Ask just about anyone on the street what they think of a blockbuster merger of two mammoth competitors and you’ll be likely to hear: “It’s bad: less competition means higher prices.”

Insurer consolidate 2Such intuition might be sound in many cases — but not necessarily in the case of the impact on employer health-care costs from Aetna’s recently announced plan to buy Humana, or other deals under discussion that would further consolidate the health insurance industry.

A combination of Aetna and Humana — or Cigna and Anthem, which also are talking about a deal — would create an entity able to win more favorable contract terms from medical providers.

“Scale is becoming increasingly important when you look at the technology investments needed to do more sophisticated data analysis to figure out how to help people be healthier,” says Jim Winkler, chief innovation officer at Aon Hewitt Health. “That requires capital.
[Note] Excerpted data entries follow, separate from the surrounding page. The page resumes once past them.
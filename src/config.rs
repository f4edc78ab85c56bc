//! Configuration for the execution engine.
//!
//! All options are read from the environment at startup (`.env` files are
//! honored via `dotenvy` in the binary). The recognized names match the
//! operator-facing configuration surface exactly; anything else uses the
//! documented default.

use std::path::PathBuf;
use std::time::Duration;

use crate::error::{Error, Result};
use crate::executor::mode::ExecutionMode;

/// What the engine falls back to when policy resolution fails.
#[derive(Debug, Clone, Copy, PartialEq, Eq, Default)]
pub enum DefaultPolicyMode {
    /// Deny every outbound request. Required in production.
    #[default]
    DenyAll,
    /// Allow everything. Test-only; selecting it logs a warning.
    Permissive,
}

impl std::str::FromStr for DefaultPolicyMode {
    type Err = String;

    fn from_str(s: &str) -> std::result::Result<Self, Self::Err> {
        match s.to_lowercase().replace('_', "-").as_str() {
            "deny-all" | "denyall" => Ok(DefaultPolicyMode::DenyAll),
            "permissive" => Ok(DefaultPolicyMode::Permissive),
            _ => Err(format!(
                "invalid default policy mode '{}', expected 'deny-all' or 'permissive'",
                s
            )),
        }
    }
}

/// Resource limits applied to one execution.
#[derive(Debug, Clone)]
pub struct Limits {
    /// Maximum memory in bytes.
    pub memory_bytes: u64,
    /// CPU shares (relative weight, Docker convention: 1024 = one full share).
    pub cpu_share: u32,
    /// Maximum wall-clock time.
    pub wall_clock: Duration,
    /// Per-stream cap on captured stdout/stderr.
    pub max_output_bytes: usize,
}

impl Default for Limits {
    fn default() -> Self {
        Self {
            memory_bytes: 512 * 1024 * 1024,
            cpu_share: 1024,
            wall_clock: Duration::from_secs(30),
            max_output_bytes: 1024 * 1024,
        }
    }
}

/// Engine configuration.
#[derive(Debug, Clone)]
pub struct Config {
    /// Execution mode selected at startup.
    pub mode: ExecutionMode,
    /// Sandbox image reference. Must be a minimal runtime-only image; the
    /// startup probe enforces this.
    pub image: String,
    /// Path of the script runtime inside the image.
    pub runtime_bin: String,
    /// Path of the script runtime on the host, for `direct` mode.
    pub host_runtime_bin: String,
    /// Whether to pull the image automatically when missing.
    pub auto_pull_image: bool,
    /// Default per-execution limits. `wall_clock` is also the hard ceiling
    /// that caller-supplied timeouts are clamped to.
    pub limits: Limits,
    /// Grace period between terminate and force-kill.
    pub kill_grace: Duration,
    /// Proxy port (0 = auto-assign an ephemeral port per execution).
    pub proxy_port: u16,
    /// Replace sensitive header values with a redaction marker in audit
    /// entries. On by default.
    pub filter_sensitive_headers: bool,
    /// Base URL of the external policy service.
    pub policy_service_url: Option<String>,
    /// TTL for cached policies.
    pub policy_cache_ttl: Duration,
    /// Gate on per-caller policy; off means the default policy is always used.
    pub enable_policy: bool,
    /// Fallback policy when resolution fails or no token is presented.
    pub default_policy_mode: DefaultPolicyMode,
    /// Ceiling on simultaneous executions.
    pub max_concurrent_executions: usize,
    /// How long a queued execution may wait for a slot.
    pub queue_deadline: Duration,
    /// Root directory for per-execution working directories.
    pub workdir_root: PathBuf,
}

impl Default for Config {
    fn default() -> Self {
        Self {
            mode: ExecutionMode::default(),
            image: "gcr.io/distroless/nodejs24-debian12".to_string(),
            runtime_bin: "/nodejs/bin/node".to_string(),
            host_runtime_bin: "node".to_string(),
            auto_pull_image: true,
            limits: Limits::default(),
            kill_grace: Duration::from_secs(2),
            proxy_port: 0,
            filter_sensitive_headers: true,
            policy_service_url: None,
            policy_cache_ttl: Duration::from_millis(60_000),
            enable_policy: false,
            default_policy_mode: DefaultPolicyMode::DenyAll,
            max_concurrent_executions: 8,
            queue_deadline: Duration::from_secs(10),
            workdir_root: std::env::temp_dir().join("crucible"),
        }
    }
}

impl Config {
    /// Load configuration from the environment.
    pub fn from_env() -> Result<Self> {
        let mut config = Config::default();

        if let Some(v) = read("EXECUTION_MODE") {
            config.mode = v.parse().map_err(|e| Error::Config { reason: e })?;
        }
        if let Some(v) = read("SANDBOX_IMAGE") {
            config.image = v;
        }
        if let Some(v) = read("SANDBOX_RUNTIME_BIN") {
            config.runtime_bin = v;
        }
        if let Some(v) = read("SANDBOX_MEMORY_BYTES") {
            config.limits.memory_bytes = parse_num(&v, "SANDBOX_MEMORY_BYTES")?;
        }
        if let Some(v) = read("SANDBOX_CPU_SHARE") {
            config.limits.cpu_share = parse_num(&v, "SANDBOX_CPU_SHARE")?;
        }
        if let Some(v) = read("SANDBOX_WALLCLOCK_MS") {
            config.limits.wall_clock = Duration::from_millis(parse_num(&v, "SANDBOX_WALLCLOCK_MS")?);
        }
        if let Some(v) = read("SANDBOX_MAX_OUTPUT_BYTES") {
            config.limits.max_output_bytes = parse_num(&v, "SANDBOX_MAX_OUTPUT_BYTES")?;
        }
        if let Some(v) = read("PROXY_PORT") {
            config.proxy_port = parse_num(&v, "PROXY_PORT")?;
        }
        if let Some(v) = read("FILTER_SENSITIVE_HEADERS") {
            config.filter_sensitive_headers = parse_bool(&v, "FILTER_SENSITIVE_HEADERS")?;
        }
        if let Some(v) = read("POLICY_SERVICE_URL") {
            config.policy_service_url = Some(v);
        }
        if let Some(v) = read("POLICY_CACHE_TTL_MS") {
            config.policy_cache_ttl = Duration::from_millis(parse_num(&v, "POLICY_CACHE_TTL_MS")?);
        }
        if let Some(v) = read("ENABLE_POLICY") {
            config.enable_policy = parse_bool(&v, "ENABLE_POLICY")?;
        }
        if let Some(v) = read("DEFAULT_POLICY_MODE") {
            config.default_policy_mode = v.parse().map_err(|e| Error::Config { reason: e })?;
        }
        if let Some(v) = read("MAX_CONCURRENT_EXECUTIONS") {
            config.max_concurrent_executions = parse_num(&v, "MAX_CONCURRENT_EXECUTIONS")?;
        }
        if let Some(v) = read("QUEUE_DEADLINE_MS") {
            config.queue_deadline = Duration::from_millis(parse_num(&v, "QUEUE_DEADLINE_MS")?);
        }
        if let Some(v) = read("WORKDIR_ROOT") {
            config.workdir_root = PathBuf::from(v);
        }

        config.validate()?;
        Ok(config)
    }

    /// Cross-field validation; also emits the permissive-mode warning.
    pub fn validate(&self) -> Result<()> {
        if self.enable_policy && self.policy_service_url.is_none() {
            return Err(Error::Config {
                reason: "ENABLE_POLICY is set but POLICY_SERVICE_URL is not".to_string(),
            });
        }
        if self.max_concurrent_executions == 0 {
            return Err(Error::Config {
                reason: "MAX_CONCURRENT_EXECUTIONS must be at least 1".to_string(),
            });
        }
        if self.limits.max_output_bytes == 0 {
            return Err(Error::Config {
                reason: "SANDBOX_MAX_OUTPUT_BYTES must be at least 1".to_string(),
            });
        }
        if self.default_policy_mode == DefaultPolicyMode::Permissive {
            tracing::warn!(
                "DEFAULT_POLICY_MODE=permissive: outbound requests without a caller \
                 policy will be allowed; do not use in production"
            );
        }
        Ok(())
    }

    /// Clamp a caller-supplied timeout to the configured hard ceiling.
    pub fn clamp_timeout(&self, requested_ms: Option<u64>) -> Duration {
        match requested_ms {
            Some(ms) => Duration::from_millis(ms).min(self.limits.wall_clock),
            None => self.limits.wall_clock,
        }
    }
}

fn read(name: &str) -> Option<String> {
    std::env::var(name).ok().filter(|v| !v.trim().is_empty())
}

fn parse_num<T: std::str::FromStr>(value: &str, name: &str) -> Result<T> {
    value.trim().parse().map_err(|_| Error::Config {
        reason: format!("{} is not a valid number: '{}'", name, value),
    })
}

fn parse_bool(value: &str, name: &str) -> Result<bool> {
    match value.trim().to_lowercase().as_str() {
        "1" | "true" | "yes" | "on" => Ok(true),
        "0" | "false" | "no" | "off" => Ok(false),
        _ => Err(Error::Config {
            reason: format!("{} is not a valid boolean: '{}'", name, value),
        }),
    }
}

#[cfg(test)]
mod tests {
    use super::*;

    #[test]
    fn test_defaults() {
        let config = Config::default();
        assert_eq!(config.mode, ExecutionMode::IsolatedProxied);
        assert_eq!(config.policy_cache_ttl, Duration::from_millis(60_000));
        assert_eq!(config.default_policy_mode, DefaultPolicyMode::DenyAll);
        assert!(config.filter_sensitive_headers);
        assert!(!config.enable_policy);
        assert_eq!(config.limits.max_output_bytes, 1024 * 1024);
    }

    #[test]
    fn test_default_policy_mode_parsing() {
        assert_eq!(
            "deny-all".parse::<DefaultPolicyMode>().unwrap(),
            DefaultPolicyMode::DenyAll
        );
        assert_eq!(
            "deny_all".parse::<DefaultPolicyMode>().unwrap(),
            DefaultPolicyMode::DenyAll
        );
        assert_eq!(
            "PERMISSIVE".parse::<DefaultPolicyMode>().unwrap(),
            DefaultPolicyMode::Permissive
        );
        assert!("open".parse::<DefaultPolicyMode>().is_err());
    }

    #[test]
    fn test_validate_rejects_policy_without_url() {
        let config = Config {
            enable_policy: true,
            policy_service_url: None,
            ..Default::default()
        };
        assert!(config.validate().is_err());
    }

    #[test]
    fn test_validate_rejects_zero_ceiling() {
        let config = Config {
            max_concurrent_executions: 0,
            ..Default::default()
        };
        assert!(config.validate().is_err());
    }

    #[test]
    fn test_clamp_timeout() {
        let config = Config::default();
        let ceiling = config.limits.wall_clock;

        assert_eq!(config.clamp_timeout(None), ceiling);
        assert_eq!(config.clamp_timeout(Some(1_000)), Duration::from_secs(1));
        assert_eq!(config.clamp_timeout(Some(86_400_000)), ceiling);
    }

    #[test]
    fn test_parse_bool() {
        assert!(parse_bool("true", "X").unwrap());
        assert!(parse_bool("1", "X").unwrap());
        assert!(!parse_bool("off", "X").unwrap());
        assert!(parse_bool("maybe", "X").is_err());
    }
}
But scale will also give health plans better negotiating leverage. Providers obviously won’t love that, but it will help the health-care marketplace move faster toward payment for value instead of paying providers on a fee-for-service basis. And that’s a good thing.”

It may be counterintuitive that consolidation could have a positive impact on pricing, Winkler acknowledges. And indeed, he says, less choice of carriers likely would enable insurers to jack up their fees for administering health plans. But the fees account for only 15% to 20% of overall health costs. “The reality is that the far bigger chunk of costs is for claims, and those costs are a function of the contracted rates negotiated between providers and insurance carriers.”
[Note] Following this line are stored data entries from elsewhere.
impl ContainerRunner {
    pub fn new(docker: Docker, image: String, runtime_bin: String, kill_grace: Duration) -> Self {
        Self {
            docker,
            image,
            runtime_bin,
            kill_grace,
        }
    }

    /// Check if the Docker daemon is responsive.
    pub async fn is_available(&self) -> bool {
        self.docker.ping().await.is_ok()
    }

    /// Check if the sandbox image exists locally.
    pub async fn image_exists(&self) -> bool {
        self.docker.inspect_image(&self.image).await.is_ok()
    }

    /// Pull the sandbox image. A transient failure is retried once with
    /// backoff before surfacing as `ImagePullFailed`.
    pub async fn pull_image(&self) -> Result<()> {
        match self.pull_image_once().await {
            Ok(()) => Ok(()),
            Err(first) => {
                tracing::warn!(image = %self.image, error = %first, "image pull failed, retrying");
                tokio::time::sleep(Duration::from_secs(2)).await;
                self.pull_image_once().await.map_err(|e| Error::ImagePullFailed {
                    image: self.image.clone(),
                    reason: e.to_string(),
                })
            }
        }
    }

    async fn pull_image_once(&self) -> Result<()> {
        use bollard::image::CreateImageOptions;

        tracing::info!(image = %self.image, "pulling sandbox image");

        let options = CreateImageOptions {
            from_image: self.image.clone(),
            ..Default::default()
        };

        let mut stream = self.docker.create_image(Some(options), None, None);

        while let Some(result) = stream.next().await {
            match result {
                Ok(info) => {
                    if let Some(status) = info.status {
                        tracing::debug!(%status, "pull progress");
                    }
                }
                Err(e) => {
                    return Err(Error::ImagePullFailed {
                        image: self.image.clone(),
                        reason: e.to_string(),
                    });
                }
            }
        }

        tracing::info!(image = %self.image, "sandbox image ready");
        Ok(())
    }

    /// Execute the payload in a fresh container. The container is removed on
    /// every exit path, including timeout and wait errors.
    pub async fn run_payload(
        &self,
        execution_id: &Uuid,
        workdir: &Path,
        mode: ExecutionMode,
        limits: &Limits,
        env: HashMap<String, String>,
        proxy_port: Option<u16>,
    ) -> Result<RunOutput> {
        let start_time = std::time::Instant::now();

        let container_id = self
            .create_container(execution_id, workdir, mode, limits, env, proxy_port)
            .await?;

        if let Err(e) = self
            .docker
            .start_container(&container_id, None::<StartContainerOptions<String>>)
            .await
        {
            remove_container(&self.docker, &container_id).await;
            return Err(classify_backend_error(e, "container start failed"));
        }

        let waited = tokio::time::timeout(
            limits.wall_clock,
            self.wait_for_exit(&container_id, limits.max_output_bytes),
        )
        .await;

        let result = match waited {
            Ok(Ok(mut output)) => {
                output.duration = start_time.elapsed();
                Ok(output)
            }
            Ok(Err(e)) => Err(e),
            Err(_) => {
                // Terminate, wait out the grace period, then the force
                // remove below delivers the kill.
                let grace = self.kill_grace.as_secs().max(1) as i64;
                let _ = self
                    .docker
                    .stop_container(&container_id, Some(StopContainerOptions { t: grace }))
                    .await;
                Err(Error::Timeout(limits.wall_clock))
            }
        };

        remove_container(&self.docker, &container_id).await;

        result
    }

    async fn create_container(
        &self,
        execution_id: &Uuid,
        workdir: &Path,
        mode: ExecutionMode,
        limits: &Limits,
        env: HashMap<String, String>,
        proxy_port: Option<u16>,
    ) -> Result<String> {
        let mut env_vec: Vec<String> = env
            .into_iter()
            .map(|(k, v)| format!("{}={}", k, v))
            .collect();

        if let Some(port) = proxy_port.filter(|_| mode.uses_proxy()) {
            // host.docker.internal on Mac/Windows, the bridge gateway on Linux.
            let proxy_host = if cfg!(target_os = "linux") {
                "172.17.0.1"
            } else {
                "host.docker.internal"
            };
            let proxy_url = format!("http://{}:{}", proxy_host, port);

            env_vec.push(format!("http_proxy={}", proxy_url));
            env_vec.push(format!("https_proxy={}", proxy_url));
            env_vec.push(format!("HTTP_PROXY={}", proxy_url));
            env_vec.push(format!("HTTPS_PROXY={}", proxy_url));
            // Make the runtime's built-in fetch honor the proxy variables.
            env_vec.push("NODE_USE_ENV_PROXY=1".to_string());
        }

        let network_mode = if mode.has_network() { "bridge" } else { "none" };

        let host_config = HostConfig {
            binds: Some(vec![format!(
                "{}:{}:ro",
                workdir.display(),
                WORKSPACE_MOUNT
            )]),
            memory: Some(limits.memory_bytes as i64),
            cpu_shares: Some(limits.cpu_share as i64),
            network_mode: Some(network_mode.to_string()),
            cap_drop: Some(vec!["ALL".to_string()]),
            security_opt: Some(vec!["no-new-privileges:true".to_string()]),
            readonly_rootfs: Some(true),
            // The only writable path; noexec keeps dropped files inert.
            tmpfs: Some(
                [(
                    "/scratch".to_string(),
                    "rw,noexec,nosuid,size=64m".to_string(),
                )]
                .into_iter()
                .collect(),
            ),
            ..Default::default()
        };

        let config = Config {
            image: Some(self.image.clone()),
            cmd: Some(vec![
                self.runtime_bin.clone(),
                format!("{}/{}", WORKSPACE_MOUNT, PAYLOAD_FILE),
            ]),
            working_dir: Some(WORKSPACE_MOUNT.to_string()),
            env: Some(env_vec),
            host_config: Some(host_config),
            user: Some("1000:1000".to_string()),
            ..Default::default()
        };

        let options = CreateContainerOptions {
            name: format!("{}{}", CONTAINER_PREFIX, execution_id),
            ..Default::default()
        };

        let response = self
            .docker
            .create_container(Some(options), config)
            .await
            .map_err(|e| classify_backend_error(e, "container creation failed"))?;

        Ok(response.id)
    }

    /// Wait for the container to exit, then collect output and OOM status.
    async fn wait_for_exit(&self, container_id: &str, max_output: usize) -> Result<RunOutput> {
        let mut wait_stream = self.docker.wait_container(
            container_id,
            Some(WaitContainerOptions {
                condition: "not-running",
            }),
        );

        let exit_code = match wait_stream.next().await {
            Some(Ok(response)) => response.status_code,
            Some(Err(e)) => {
                // Bollard surfaces non-zero exits from some daemons as a
                // wait error carrying the status code; fall back to inspect.
                tracing::debug!(error = %e, "wait_container error, inspecting for exit code");
                self.inspect_exit_code(container_id).await?
            }
            None => {
                return Err(Error::internal("container wait stream ended unexpectedly"));
            }
        };

        let oom_killed = self.inspect_oom(container_id).await;
        let (stdout, stderr, truncated) = self.collect_logs(container_id, max_output).await?;

        Ok(RunOutput {
            exit_code,
            stdout,
            stderr,
            duration: Duration::ZERO, // set by caller
            truncated,
            oom_killed,
        })
    }

    async fn inspect_exit_code(&self, container_id: &str) -> Result<i64> {
        let inspect = self
            .docker
            .inspect_container(container_id, None)
            .await
            .map_err(|e| Error::internal(format!("container inspect failed: {}", e)))?;

        Ok(inspect
            .state
            .as_ref()
            .and_then(|s| s.exit_code)
            .unwrap_or(-1))
    }

    async fn inspect_oom(&self, container_id: &str) -> bool {
        match self.docker.inspect_container(container_id, None).await {
            Ok(inspect) => inspect
                .state
                .as_ref()
                .and_then(|s| s.oom_killed)
                .unwrap_or(false),
            Err(e) => {
                tracing::debug!(error = %e, "container inspect failed, assuming no OOM");
                false
            }
        }
    }

    /// Collect stdout and stderr into two independent buffers, each capped
    /// at `max_output` bytes with a truncation marker appended.
    async fn collect_logs(
        &self,
        container_id: &str,
        max_output: usize,
    ) -> Result<(String, String, bool)> {
        let options = LogsOptions::<String> {
            stdout: true,
            stderr: true,
            follow: false,
            ..Default::default()
        };

        let mut stream = self.docker.logs(container_id, Some(options));

        let mut stdout = String::new();
        let mut stderr = String::new();
        let mut truncated = false;

        while let Some(result) = stream.next().await {
            match result {
                Ok(LogOutput::StdOut { message }) => {
                    truncated |= append_capped(&mut stdout, &message, max_output);
                }
                Ok(LogOutput::StdErr { message }) => {
                    truncated |= append_capped(&mut stderr, &message, max_output);
                }
                Ok(_) => {}
                Err(e) => {
                    tracing::warn!(error = %e, "error reading container logs");
                }
            }
        }

        if truncated {
            if stdout.len() >= max_output {
                stdout.push_str(TRUNCATION_MARKER);
            }
            if stderr.len() >= max_output {
                stderr.push_str(TRUNCATION_MARKER);
            }
        }

        Ok((stdout, stderr, truncated))
    }

    /// Remove every container carrying the reserved name prefix. Run at
    /// startup to reclaim leftovers from prior crashes.
    pub async fn sweep_orphans(&self) -> Result<usize> {
        let mut filters = HashMap::new();
        filters.insert("name".to_string(), vec![CONTAINER_PREFIX.to_string()]);

        let containers = self
            .docker
            .list_containers(Some(ListContainersOptions {
                all: true,
                filters,
                ..Default::default()
            }))
            .await?;

        let mut removed = 0;
        for container in containers {
            if let Some(id) = container.id {
                remove_container(&self.docker, &id).await;
                removed += 1;
            }
        }

        if removed > 0 {
            tracing::info!(count = removed, "reclaimed orphaned containers");
        }

        Ok(removed)
    }
}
If anything, it’s consolidation among providers, rather than insurers, that employers should be worried about, according to Winkler. There is substantial activity in that arena today, with hospital systems merging and buying up physician practices. “That’s starting to lead to increased cost,” he says. “A hospital that buys stand-alone physician practices is essentially turning itself into an out-patient facility but charging more for that” than the stand-alone practices did.

But, he reinforces, he expects the negotiating advantage would tip toward new mega-insurers, if the announced and potential deals are completed, regardless of bigger provider groups. “Net net, if it all plays out the way it should, it would be favorable to the health-care [cost] trend.”

So far, most employers seem not to be grasping the concept. During a recent webinar attended by 100 of its clients — mostly human resources officers but also some finance executives — Aon Hewitt polled them on how they believe insurer consolidation would affect their benefits plans. Forty-six percent said they expected a negative impact, compared with only 21% who foresaw a positive outcome.

More than half (56%) of the participants said they would take some action in response to consolidation. Most of those said they’d reassess their choice of health-plan providers.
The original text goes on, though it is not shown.